National Toothache Day, which falls on February 9, serves as a kind reminder of the benefits and overall importance of dental hygiene. Toothaches, scientifically known as odontalgia, are exactly what they sound like, the pain generated from either one or multiple teeth. A toothache can make it difficult to eat, sleep, or sometimes even talk. While they are not worth celebrating, we all can hear up the ways to stop them for good.
History of National Toothache Day
While the origins of National Toothache Day are not clear, the unofficial holiday serves to remind people that looking out for your own oral well-being is of utmost importance to live a happy, healthy, and long life.
However, the history of the science that does tackle toothaches does go a bit farther. Dentistry is one of the oldest medical professions, with evidence being found as far back as 7000 BC. However, it wasn’t until 5000 B.C. that descriptions related to diseases related to teeth were discovered.

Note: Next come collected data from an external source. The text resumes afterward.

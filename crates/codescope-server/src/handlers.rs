use std::path::Path;
use std::sync::Arc;

use axum::extract::rejection::{JsonRejection, QueryRejection};
use axum::extract::{Multipart, Path as UrlPath, Query};
use axum::{Extension, Json};
use codescope_core::{
    Config, Conversation, ConversationSummary, ModelClient, ProjectAnalysis, ProjectAnalyzer,
};
use codescope_core::storage::ConversationStore;

use crate::error::{bad_request, not_found, AppError};
use crate::models::{
    AnalyzePathRequest, AnalyzeResponse, ChatRequest, ChatResponse, DeletedResponse,
    FileContentResponse, FileQuery, HealthResponse, ModelsResponse, SearchQuery, SearchResponse,
    UpstreamStatus,
};
use crate::service::{AnalysisService, ChatService, StoredAnalysis};

/// Uploaded archives may unpack to this multiple of the request body limit.
const EXTRACTION_FACTOR: u64 = 10;

pub struct AppState {
    pub config: Config,
    pub chat: ChatService,
    pub analyses: AnalysisService,
}

impl AppState {
    pub fn new(
        config: Config,
        client: Arc<dyn ModelClient>,
        store: Arc<dyn ConversationStore>,
        analyzer: Arc<ProjectAnalyzer>,
    ) -> Self {
        let chat = ChatService::new(store, client, config.default_model.clone());
        let max_extracted = (config.max_upload_bytes as u64).saturating_mul(EXTRACTION_FACTOR);
        Self {
            config,
            chat,
            analyses: AnalysisService::new(analyzer, max_extracted),
        }
    }
}

pub type SharedState = Arc<AppState>;

pub async fn health(Extension(state): Extension<SharedState>) -> Json<HealthResponse> {
    let client = state.chat.client();
    let reachable = client.list_models().await.is_ok();

    Json(HealthResponse {
        status: "ok",
        version: env!("CARGO_PKG_VERSION"),
        timestamp: chrono::Utc::now().to_rfc3339(),
        ollama: UpstreamStatus {
            url: client.base_url().to_string(),
            reachable,
        },
    })
}

pub async fn models(
    Extension(state): Extension<SharedState>,
) -> Result<Json<ModelsResponse>, AppError> {
    let models = state.chat.client().list_models().await?;
    Ok(Json(ModelsResponse { models }))
}

pub async fn chat(
    Extension(state): Extension<SharedState>,
    payload: Result<Json<ChatRequest>, JsonRejection>,
) -> Result<Json<ChatResponse>, AppError> {
    let Json(req) = payload.map_err(|e| bad_request(e.body_text()))?;

    let reply = state
        .chat
        .chat(
            &req.message,
            req.model.as_deref(),
            req.conversation_id.as_deref(),
        )
        .await?;

    Ok(Json(ChatResponse {
        response: reply.response,
        model: reply.model,
        conversation_id: reply.conversation_id,
        message_count: reply.message_count,
    }))
}

pub async fn list_conversations(
    Extension(state): Extension<SharedState>,
) -> Result<Json<Vec<ConversationSummary>>, AppError> {
    Ok(Json(state.chat.store().list().await?))
}

pub async fn get_conversation(
    Extension(state): Extension<SharedState>,
    UrlPath(id): UrlPath<String>,
) -> Result<Json<Conversation>, AppError> {
    state
        .chat
        .store()
        .get(&id)
        .await?
        .map(Json)
        .ok_or_else(|| not_found("Conversation not found"))
}

pub async fn delete_conversation(
    Extension(state): Extension<SharedState>,
    UrlPath(id): UrlPath<String>,
) -> Result<Json<DeletedResponse>, AppError> {
    if !state.chat.store().delete(&id).await? {
        return Err(not_found("Conversation not found"));
    }
    tracing::info!("Deleted conversation {}", id);
    Ok(Json(DeletedResponse { deleted: id }))
}

pub async fn analyze_upload(
    Extension(state): Extension<SharedState>,
    mut multipart: Multipart,
) -> Result<Json<AnalyzeResponse>, AppError> {
    let mut archive = None;
    while let Some(field) = multipart
        .next_field()
        .await
        .map_err(|e| bad_request(e.body_text()))?
    {
        if field.file_name().is_some() {
            let bytes = field.bytes().await.map_err(|e| bad_request(e.body_text()))?;
            archive = Some(bytes);
            break;
        }
    }

    let bytes = archive.ok_or_else(|| bad_request("No archive file in upload"))?;
    tracing::info!("Received archive upload ({} bytes)", bytes.len());
    let stored = state.analyses.analyze_archive(bytes.to_vec()).await?;
    Ok(Json(analyze_response(&stored)))
}

pub async fn analyze_path(
    Extension(state): Extension<SharedState>,
    payload: Result<Json<AnalyzePathRequest>, JsonRejection>,
) -> Result<Json<AnalyzeResponse>, AppError> {
    let Json(req) = payload.map_err(|e| bad_request(e.body_text()))?;
    let stored = state.analyses.analyze_path(Path::new(&req.path)).await?;
    Ok(Json(analyze_response(&stored)))
}

pub async fn get_analysis(
    Extension(state): Extension<SharedState>,
    UrlPath(id): UrlPath<String>,
) -> Result<Json<ProjectAnalysis>, AppError> {
    let stored = state.analyses.get(&id).await?;
    Ok(Json(stored.analysis.clone()))
}

pub async fn analysis_file(
    Extension(state): Extension<SharedState>,
    UrlPath(id): UrlPath<String>,
    query: Result<Query<FileQuery>, QueryRejection>,
) -> Result<Json<FileContentResponse>, AppError> {
    let Query(query) = query.map_err(|e| bad_request(e.body_text()))?;
    let content = state.analyses.read_file(&id, &query.path).await?;
    Ok(Json(FileContentResponse {
        path: query.path,
        content,
    }))
}

pub async fn search_analysis(
    Extension(state): Extension<SharedState>,
    UrlPath(id): UrlPath<String>,
    query: Result<Query<SearchQuery>, QueryRejection>,
) -> Result<Json<SearchResponse>, AppError> {
    let Query(query) = query.map_err(|e| bad_request(e.body_text()))?;
    let results = state.analyses.search(&id, &query.q).await?;
    Ok(Json(SearchResponse { results }))
}

pub async fn delete_analysis(
    Extension(state): Extension<SharedState>,
    UrlPath(id): UrlPath<String>,
) -> Result<Json<DeletedResponse>, AppError> {
    state.analyses.remove(&id).await?;
    Ok(Json(DeletedResponse { deleted: id }))
}

fn analyze_response(stored: &StoredAnalysis) -> AnalyzeResponse {
    AnalyzeResponse {
        id: stored.id.clone(),
        analysis: stored.analysis.clone(),
    }
}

By the eighteenth century, dentistry had become a more defined and refined profession, reaching an important cornerstone when Pierre Fauchard, a French surgeon, published his influential book, The Surgeon Dentist, a Treatise on Teeth, which defined a comprehensive system for caring for and treating teeth, up to implementing dental fillings and discovering that sugar was a major factor in tooth decay.
In 1859, twenty-six dentists met in Niagara Falls, New York to form an overseeing entity they deemed the American Dental Association, ADA, composed of a national representative organization of dentists dedicated to encouraging high professional standards and scientific research, as well as trying to reach the general population about the importance of dental hygiene.
In 1873, Colgate had mass-produced the first toothpaste, and mass-produced toothbrushes followed suit, assuring everyone had some sort of access to tooth-cleaning products. However, good brushing habits were not mainstream in America until after the end of World War II, when soldiers stationed abroad brought the concept of proper dental hygiene back to their home country, and now, between straightening, whitenings, and much more processes, people give their teeth the attention they deserve.